¿Puede equivocarse AMLO?

Hace mucho, el hoy Presidente de México, Andrés Manuel López Obrador, dejó de estar interesado en los grandes temas de la nación y migró al compromiso con sus ideas e ideales.

Estar interesado es una cosa y estar comprometido es otra, mientras en el interés hay una satisfacción propia, en el compromiso hay una satisfacción en el bienestar de otro u otros.

Para los radicales de pensamiento sólo hay que flexibilizar la postura ideológica y entender que el compromiso va más allá del propio interés, el compromiso es un maridaje, mientras el interés es una soltería.

De manera puntual se puede observar que el compromiso de AMLO es con los ideales democráticos, es decir, él es un convencido que sus acciones son congruentes con sus pensamientos y sus pensamientos descansan en el interés colectivo.

¿Puede estar equivocado AMLO? Sí, sin embargo, entre el error y la obsesión por cumplir los compromisos de conciencia, hay una diferencia o distancia enorme, mientras en el error dejan de contemplarse aspectos técnicos o contextuales, en la obsesión por dar cumplimiento a los ideales democráticos, se cumple con el compromiso de inclusión social.

Es probable que los costos del "ensayo-error" sean política y socialmente caros; sin embargo, el compromiso del presidente con su manera de pensar lo mantienen firme y sumamente expuesto a la crítica objetiva, mordaz, incluso a veces mal intencionada.

Estar convencido y comprometido con ideales a todas luces democráticas, no garantiza el tránsito de un gobierno por la funcionalidad, los radicalismos nunca han podido contener la furia de las diferencias, por eso, surgen las negociaciones basadas en el respeto y la tolerancia.

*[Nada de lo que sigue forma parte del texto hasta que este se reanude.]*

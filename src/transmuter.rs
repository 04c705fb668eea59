//! Main module for transmuter library functionality

pub mod common;
pub mod config;
pub mod error;
pub mod formats;
pub mod grammars;
pub mod lexing;
pub mod parsing;
pub mod range;
pub mod testing;
//! Bundled grammars
//!
//!     Ready-made grammars built on the engine. They double as end-to-end exercises of the
//!     lexer, the rule algebra and the runtime.

pub mod aether;

pub use aether::{default_grammar, grammar, lexical, lexicon, syntactic};
//! Property-based tests for the lexer
//!
//! These tests ensure that scanning is deterministic, that backtracking through checkpoints
//! never changes what is scanned, and that ignorable input is skipped without losing any
//! visible character.

use proptest::prelude::*;
use transmuter::transmuter::common::Conditions;
use transmuter::transmuter::lexing::{Checkpoint, Lexer, Lexicon};
use transmuter::transmuter::testing::factories::sum_grammar;

fn sum_lexicon() -> Lexicon {
    sum_grammar().unwrap().lexicon().clone()
}

/// Inputs made only of characters the sum lexicon knows
fn sum_source() -> impl Strategy<Value = String> {
    "[a-z0-9+() \n]{0,40}"
}

proptest! {
    #[test]
    fn prop_tokens_cover_visible_input(source in sum_source()) {
        let lexicon = sum_lexicon();
        let mut lexer = Lexer::new(&lexicon, &source, Conditions::new());
        let tokens = lexer.tokens().unwrap();

        let joined: String = tokens.iter().map(|token| token.text.as_str()).collect();
        let visible: String = source.chars().filter(|ch| !ch.is_whitespace()).collect();
        prop_assert_eq!(joined, visible);
    }

    #[test]
    fn prop_restore_rescans_identically(source in sum_source(), skip in 0usize..6) {
        let lexicon = sum_lexicon();
        let mut lexer = Lexer::new(&lexicon, &source, Conditions::new());
        for _ in 0..skip {
            if lexer.next_token().is_err() {
                break;
            }
        }

        let checkpoint = lexer.checkpoint();
        let first = lexer.next_token();
        let after_first = lexer.checkpoint();
        lexer.restore(checkpoint);
        let second = lexer.next_token();

        prop_assert_eq!(first, second);
        prop_assert_eq!(after_first, lexer.checkpoint());
    }

    #[test]
    fn prop_words_are_single_tokens(words in prop::collection::vec("[a-z][a-z0-9]{0,8}", 1..6)) {
        let lexicon = sum_lexicon();
        let source = words.join(" ");
        let mut lexer = Lexer::new(&lexicon, &source, Conditions::new());
        let texts: Vec<String> = lexer
            .tokens()
            .unwrap()
            .into_iter()
            .map(|token| token.text)
            .collect();

        prop_assert_eq!(texts, words);
    }

    #[test]
    fn prop_checkpoints_only_move_forward(source in sum_source()) {
        let lexicon = sum_lexicon();
        let mut lexer = Lexer::new(&lexicon, &source, Conditions::new());
        let mut previous = Checkpoint::START;
        while lexer.next_token().is_ok() {
            let current = lexer.checkpoint();
            prop_assert!(current > previous);
            previous = current;
        }
        prop_assert!(lexer.at_end(previous));
    }
}
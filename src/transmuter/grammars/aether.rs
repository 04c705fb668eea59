//! Aether, a grammar-description language
//!
//!     An aether file is a list of productions. One automaton serves two sub-languages,
//!     selected by the active conditions:
//!
//!         lexical     productions describe tokens with regular-expression atoms:
//!                         Digits (ignore): [0-9]+ \. ? ;
//!         syntactic   productions describe rules with optional and iteration brackets:
//!                         Root (start): Item {Item} [Tail];
//!
//!     Both share the production header (name, condition, specifiers), conditions such as
//!     `@lexical && !debug || x`, grouping with parentheses and selection with `|`. Tokens that
//!     only make sense in one sub-language are gated by condition, so the other sub-language's
//!     constructs simply have no tokens to match.
//!
//!     The `precedences` feature adds a `> A, B` clause to the header.

use crate::transmuter::common::{conditions, ConditionExpr, Conditions};
use crate::transmuter::error::GrammarError;
use crate::transmuter::lexing::automaton::{CharClass, Transition};
use crate::transmuter::lexing::tag::{Lexicon, LexiconBuilder, TagId};
use crate::transmuter::parsing::grammar::Grammar;
use crate::transmuter::parsing::rule::{Features, Rule};
use once_cell::sync::Lazy;

pub const LEXICAL: &str = "lexical";
pub const SYNTACTIC: &str = "syntactic";
pub const PRECEDENCES: &str = "precedences";

// Characters that never stand for themselves in a lexical production.
const SPECIAL: &str = " $()*+.;?[\\^{|";

static DEFAULT: Lazy<Result<Grammar, GrammarError>> = Lazy::new(|| grammar(&Features::new()));

pub fn lexical() -> Conditions {
    conditions([LEXICAL])
}

pub fn syntactic() -> Conditions {
    conditions([SYNTACTIC])
}

/// The grammar built without optional features, shared process-wide.
pub fn default_grammar() -> Result<&'static Grammar, GrammarError> {
    DEFAULT.as_ref().map_err(Clone::clone)
}

pub fn lexicon() -> Result<Lexicon, GrammarError> {
    build_lexicon().map(|(lexicon, _)| lexicon)
}

struct Tags {
    identifier: TagId,
    colon: TagId,
    semicolon: TagId,
    commercial_at: TagId,
    left_parenthesis: TagId,
    right_parenthesis: TagId,
    greater_than: TagId,
    vertical_line: TagId,
    solidus: TagId,
    double_vertical_line: TagId,
    comma: TagId,
    double_ampersand: TagId,
    ignore: TagId,
    optional: TagId,
    start: TagId,
    asterisk: TagId,
    plus_sign: TagId,
    question_mark: TagId,
    expression_range: TagId,
    left_curly: TagId,
    left_curly_solidus: TagId,
    right_curly: TagId,
    ord_char: TagId,
    quoted_char: TagId,
    full_stop: TagId,
    bracket_expression: TagId,
    exclamation_mark: TagId,
    left_square: TagId,
    left_square_solidus: TagId,
    right_square: TagId,
}

fn control() -> CharClass {
    CharClass::union([CharClass::range('\0', '\x1f'), CharClass::Char('\x7f')])
}

fn digit() -> CharClass {
    CharClass::range('0', '9')
}

fn build_lexicon() -> Result<(Lexicon, Tags), GrammarError> {
    let always = ConditionExpr::Always;
    let lexical = ConditionExpr::active(LEXICAL);
    let syntactic = ConditionExpr::active(SYNTACTIC);
    let mut b = Lexicon::builder();

    let blank = CharClass::one_of(" \t\r\n");
    let whitespace = b.word("Whitespace", blank.clone(), blank, always.clone());
    b.ignore(whitespace);

    let identifier = b.word(
        "Identifier",
        CharClass::word_start(),
        CharClass::word_continue(),
        always.clone(),
    );
    let colon = b.literal("Colon", ":", always.clone());
    let semicolon = b.literal("Semicolon", ";", always.clone());
    let commercial_at = b.literal("CommercialAt", "@", always.clone());
    let left_parenthesis = b.literal("LeftParenthesis", "(", always.clone());
    let right_parenthesis = b.literal("RightParenthesis", ")", always.clone());
    let greater_than = b.literal("GreaterThanSign", ">", lexical.clone());
    let vertical_line = b.literal("VerticalLine", "|", always.clone());
    let solidus = b.literal("Solidus", "/", syntactic.clone());
    let double_vertical_line = b.literal("DoubleVerticalLine", "||", always.clone());
    let comma = b.literal("Comma", ",", always.clone());
    let double_ampersand = b.literal("DoubleAmpersand", "&&", always.clone());
    let ignore = b.keyword("Ignore", "ignore", lexical.clone(), &[identifier]);
    let optional = b.keyword("Optional", "optional", lexical.clone(), &[identifier]);
    let start = b.keyword("Start", "start", syntactic.clone(), &[identifier]);
    let asterisk = b.literal("Asterisk", "*", lexical.clone());
    let plus_sign = b.literal("PlusSign", "+", lexical.clone());
    let question_mark = b.literal("QuestionMark", "?", lexical.clone());
    let expression_range = expression_range(&mut b, lexical.clone());
    let left_curly = b.literal("LeftCurlyBracket", "{", syntactic.clone());
    let left_curly_solidus = b.literal("LeftCurlyBracketSolidus", "{/", syntactic.clone());
    let right_curly = b.literal("RightCurlyBracket", "}", syntactic.clone());

    // Any single visible character without a special meaning. Punctuation such as `:` or
    // `!` also matches its own tag, so the token carries both.
    let ord_char = b.tag("OrdChar");
    let ord_state = b.state();
    b.start(ord_char, lexical.clone(), [ord_state]);
    b.transition(
        Transition::new(
            ord_state,
            CharClass::union([control(), CharClass::one_of(SPECIAL)]).negate(),
        )
        .accept()
        .asserting([ord_char]),
    );

    let quoted_char = b.tag("QuotedChar");
    let escape = b.state();
    let escaped = b.state();
    b.start(quoted_char, lexical.clone(), [escape]);
    b.transition(Transition::new(escape, '\\').to([escaped]));
    b.transition(
        Transition::new(escaped, control().negate())
            .accept()
            .asserting([quoted_char]),
    );

    let full_stop = b.literal("FullStop", ".", lexical.clone());
    let bracket_expression = bracket_expression(&mut b, lexical);
    let exclamation_mark = b.literal("ExclamationMark", "!", always);
    let left_square = b.literal("LeftSquareBracket", "[", syntactic.clone());
    let left_square_solidus = b.literal("LeftSquareBracketSolidus", "[/", syntactic.clone());
    let right_square = b.literal("RightSquareBracket", "]", syntactic);

    let lexicon = b.build()?;
    Ok((
        lexicon,
        Tags {
            identifier,
            colon,
            semicolon,
            commercial_at,
            left_parenthesis,
            right_parenthesis,
            greater_than,
            vertical_line,
            solidus,
            double_vertical_line,
            comma,
            double_ampersand,
            ignore,
            optional,
            start,
            asterisk,
            plus_sign,
            question_mark,
            expression_range,
            left_curly,
            left_curly_solidus,
            right_curly,
            ord_char,
            quoted_char,
            full_stop,
            bracket_expression,
            exclamation_mark,
            left_square,
            left_square_solidus,
            right_square,
        },
    ))
}

// `{n}`, `{n,}` or `{n,m}`
fn expression_range(b: &mut LexiconBuilder, when: ConditionExpr) -> TagId {
    let tag = b.tag("ExpressionRange");
    let open = b.state();
    let first = b.state();
    let low = b.state();
    let comma = b.state();
    let high = b.state();
    b.start(tag, when, [open]);
    b.transition(Transition::new(open, '{').to([first]));
    b.transition(Transition::new(first, digit()).to([low]));
    b.transition(Transition::new(low, digit()).to([low]));
    b.transition(Transition::new(low, ',').to([comma]));
    b.transition(Transition::new(comma, digit()).to([high]));
    b.transition(Transition::new(high, digit()).to([high]));
    for from in [low, comma, high] {
        b.transition(Transition::new(from, '}').accept().asserting([tag]));
    }
    tag
}

// `[...]` or `[^...]`, a `]` right after the opening bracket is a member.
fn bracket_expression(b: &mut LexiconBuilder, when: ConditionExpr) -> TagId {
    let tag = b.tag("BracketExpression");
    let open = b.state();
    let negated = b.state();
    let first = b.state();
    let members = b.state();
    b.start(tag, when, [open]);
    b.transition(Transition::new(open, '[').to([negated, first]));
    b.transition(Transition::new(negated, '^').to([first]));
    b.transition(Transition::new(first, CharClass::Any).to([members]));
    b.transition(Transition::new(members, CharClass::Char(']').negate()).to([members]));
    b.transition(Transition::new(members, ']').accept().asserting([tag]));
    tag
}

/// Build the aether grammar with `features` enabled.
pub fn grammar(features: &Features) -> Result<Grammar, GrammarError> {
    let (lexicon, tags) = build_lexicon()?;
    let mut b = Grammar::builder(lexicon);
    let t = Rule::terminal;
    let nt = Rule::nonterminal;

    let grammar = b.declare("Grammar");
    let production = b.declare("Production");
    let header = b.declare("ProductionHeader");
    let body = b.declare("ProductionBody");
    let condition = b.declare("Condition");
    let specifiers = b.declare("ProductionSpecifiers");
    let precedences = b.declare("ProductionPrecedences");
    let selection = b.declare("SelectionExpression");
    let disjunction = b.declare("DisjunctionCondition");
    let specifier_list = b.declare("ProductionSpecifierList");
    let precedence_list = b.declare("ProductionPrecedenceList");
    let sequence = b.declare("SequenceExpression");
    let conjunction = b.declare("ConjunctionCondition");
    let specifier = b.declare("ProductionSpecifier");
    let precedence = b.declare("ProductionPrecedence");
    let iteration = b.declare("IterationExpression");
    let primary = b.declare("PrimaryExpression");
    let negation = b.declare("NegationCondition");
    let optional = b.declare("OptionalExpression");
    let primitive = b.declare("PrimitiveCondition");

    // A list of `item` separated by `separator`.
    let list = |item: Rule, separator: Rule| {
        Rule::seq([item.clone(), Rule::repeat(Rule::seq([separator, item]))])
    };

    b.define(grammar, Rule::seq([nt(production), Rule::repeat(nt(production))]));
    b.define(production, Rule::seq([nt(header), nt(body)]));
    b.define(
        header,
        Rule::seq([
            t(tags.identifier),
            Rule::optional(nt(condition)),
            Rule::optional(nt(specifiers)),
            Rule::switch(PRECEDENCES, Rule::optional(nt(precedences))),
            t(tags.colon),
        ]),
    );
    b.define(body, Rule::seq([nt(selection), t(tags.semicolon)]));
    b.define(condition, Rule::seq([t(tags.commercial_at), nt(disjunction)]));
    b.define(
        specifiers,
        Rule::seq([
            t(tags.left_parenthesis),
            nt(specifier_list),
            t(tags.right_parenthesis),
        ]),
    );
    b.define(
        precedences,
        Rule::seq([t(tags.greater_than), nt(precedence_list)]),
    );
    b.define(
        selection,
        list(
            nt(sequence),
            Rule::alt([t(tags.vertical_line), t(tags.solidus)]),
        ),
    );
    b.define(
        disjunction,
        list(nt(conjunction), t(tags.double_vertical_line)),
    );
    b.define(specifier_list, list(nt(specifier), t(tags.comma)));
    b.define(precedence_list, list(nt(precedence), t(tags.comma)));
    b.define(
        sequence,
        Rule::seq([nt(iteration), Rule::repeat(nt(iteration))]),
    );
    b.define(
        conjunction,
        list(nt(negation), t(tags.double_ampersand)),
    );
    b.define(
        specifier,
        Rule::alt([
            t(tags.identifier),
            Rule::seq([
                Rule::alt([t(tags.ignore), t(tags.optional), t(tags.start)]),
                Rule::optional(nt(condition)),
            ]),
        ]),
    );
    b.define(precedence, t(tags.identifier));
    b.define(
        iteration,
        Rule::alt([
            Rule::seq([
                nt(primary),
                Rule::optional(Rule::alt([
                    t(tags.asterisk),
                    t(tags.plus_sign),
                    t(tags.question_mark),
                    t(tags.expression_range),
                ])),
            ]),
            Rule::seq([
                Rule::alt([t(tags.left_curly), t(tags.left_curly_solidus)]),
                nt(selection),
                t(tags.right_curly),
            ]),
        ]),
    );
    b.define(
        primary,
        Rule::alt([
            Rule::seq([t(tags.identifier), Rule::optional(nt(condition))]),
            t(tags.ord_char),
            t(tags.quoted_char),
            t(tags.full_stop),
            t(tags.bracket_expression),
            Rule::seq([
                t(tags.left_parenthesis),
                nt(selection),
                t(tags.right_parenthesis),
                Rule::optional(nt(condition)),
            ]),
            Rule::seq([nt(optional), Rule::optional(nt(condition))]),
        ]),
    );
    b.define(
        negation,
        Rule::seq([Rule::repeat(t(tags.exclamation_mark)), nt(primitive)]),
    );
    b.define(
        optional,
        Rule::seq([
            Rule::alt([t(tags.left_square), t(tags.left_square_solidus)]),
            nt(selection),
            t(tags.right_square),
        ]),
    );
    b.define(
        primitive,
        Rule::alt([
            t(tags.identifier),
            Rule::seq([
                t(tags.left_parenthesis),
                nt(disjunction),
                t(tags.right_parenthesis),
            ]),
        ]),
    );

    b.start(grammar, ConditionExpr::Always);
    b.enable_all(features.iter().cloned());
    b.build()
}
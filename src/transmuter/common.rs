//! Conditions and condition expressions
//!
//!     A condition is a mode flag. The set of active conditions is fixed when a lexer is
//!     created and decides which automaton start states, which tags and which start rules
//!     are reachable. This is how one automaton serves several sub-languages that give the
//!     same characters different meanings (for instance a `lexical` and a `syntactic`
//!     section of a grammar description).
//!
//!     Gates are written as [ConditionExpr] values and evaluated against the active set.

use serde::Serialize;
use std::collections::BTreeSet;
use std::fmt;

/// An opaque mode flag, identified by name.
#[derive(Debug, Clone, PartialEq, Eq, PartialOrd, Ord, Hash, Serialize)]
pub struct Condition(String);

impl Condition {
    pub fn new(name: impl Into<String>) -> Self {
        Self(name.into())
    }

    pub fn name(&self) -> &str {
        &self.0
    }
}

impl fmt::Display for Condition {
    fn fmt(&self, f: &mut fmt::Formatter<'_>) -> fmt::Result {
        write!(f, "{}", self.0)
    }
}

impl From<&str> for Condition {
    fn from(name: &str) -> Self {
        Self::new(name)
    }
}

/// The set of simultaneously active conditions.
pub type Conditions = BTreeSet<Condition>;

/// Build a condition set from names.
pub fn conditions<I, S>(names: I) -> Conditions
where
    I: IntoIterator<Item = S>,
    S: Into<String>,
{
    names.into_iter().map(Condition::new).collect()
}

/// A boolean expression over the active conditions.
#[derive(Debug, Clone, PartialEq, Eq, Default)]
pub enum ConditionExpr {
    /// Holds under any condition set.
    #[default]
    Always,
    /// Holds when the condition is active.
    Active(Condition),
    Not(Box<ConditionExpr>),
    /// Holds when every operand holds (and for no operands).
    All(Vec<ConditionExpr>),
    /// Holds when at least one operand holds.
    Any(Vec<ConditionExpr>),
}

impl ConditionExpr {
    pub fn active(name: impl Into<String>) -> Self {
        ConditionExpr::Active(Condition::new(name))
    }

    pub fn inactive(name: impl Into<String>) -> Self {
        ConditionExpr::Active(Condition::new(name)).negate()
    }

    pub fn negate(self) -> Self {
        match self {
            ConditionExpr::Not(inner) => *inner,
            other => ConditionExpr::Not(Box::new(other)),
        }
    }

    pub fn holds(&self, active: &Conditions) -> bool {
        match self {
            ConditionExpr::Always => true,
            ConditionExpr::Active(condition) => active.contains(condition),
            ConditionExpr::Not(inner) => !inner.holds(active),
            ConditionExpr::All(operands) => operands.iter().all(|op| op.holds(active)),
            ConditionExpr::Any(operands) => operands.iter().any(|op| op.holds(active)),
        }
    }
}

impl fmt::Display for ConditionExpr {
    fn fmt(&self, f: &mut fmt::Formatter<'_>) -> fmt::Result {
        match self {
            ConditionExpr::Always => write!(f, "*"),
            ConditionExpr::Active(condition) => write!(f, "{}", condition),
            ConditionExpr::Not(inner) => write!(f, "!{}", inner),
            ConditionExpr::All(operands) => write_joined(f, operands, " && "),
            ConditionExpr::Any(operands) => write_joined(f, operands, " || "),
        }
    }
}

fn write_joined(f: &mut fmt::Formatter<'_>, operands: &[ConditionExpr], sep: &str) -> fmt::Result {
    write!(f, "(")?;
    for (i, op) in operands.iter().enumerate() {
        if i > 0 {
            write!(f, "{}", sep)?;
        }
        write!(f, "{}", op)?;
    }
    write!(f, ")")
}

#[cfg(test)]
mod tests {
    use super::*;

    #[test]
    fn test_active_and_negation() {
        let active = conditions(["lexical"]);

        assert!(ConditionExpr::active("lexical").holds(&active));
        assert!(!ConditionExpr::active("syntactic").holds(&active));
        assert!(ConditionExpr::inactive("syntactic").holds(&active));
        assert!(ConditionExpr::Always.holds(&Conditions::new()));
    }

    #[test]
    fn test_double_negation_collapses() {
        let expr = ConditionExpr::active("a").negate().negate();
        assert_eq!(expr, ConditionExpr::active("a"));
    }

    #[test]
    fn test_all_and_any() {
        let active = conditions(["a", "b"]);
        let both = ConditionExpr::All(vec![ConditionExpr::active("a"), ConditionExpr::active("b")]);
        let either = ConditionExpr::Any(vec![ConditionExpr::active("c"), ConditionExpr::active("b")]);
        let neither = ConditionExpr::Any(vec![ConditionExpr::active("c"), ConditionExpr::active("d")]);

        assert!(both.holds(&active));
        assert!(either.holds(&active));
        assert!(!neither.holds(&active));
        assert!(ConditionExpr::All(vec![]).holds(&Conditions::new()));
        assert!(!ConditionExpr::Any(vec![]).holds(&active));
    }

    #[test]
    fn test_display() {
        let expr = ConditionExpr::Any(vec![
            ConditionExpr::active("a"),
            ConditionExpr::All(vec![ConditionExpr::active("b"), ConditionExpr::inactive("c")]),
        ]);
        assert_eq!(format!("{}", expr), "(a || (b && !c))");
    }
}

Si AMLO se vuelve intolerante ante los planteamientos diferentes a sus posturas ideológicas y radicaliza sus compromisos con él mismo en aras de una fantasía de bienestar social, entonces las cosas se pueden volver políticamente incontrolables, o por lo menos difíciles para un gobierno que transita en contraflujo de la inercia social añeja en la forma de hacer política. 

A veces, el conflicto está en  el "modito" de hacer las cosas.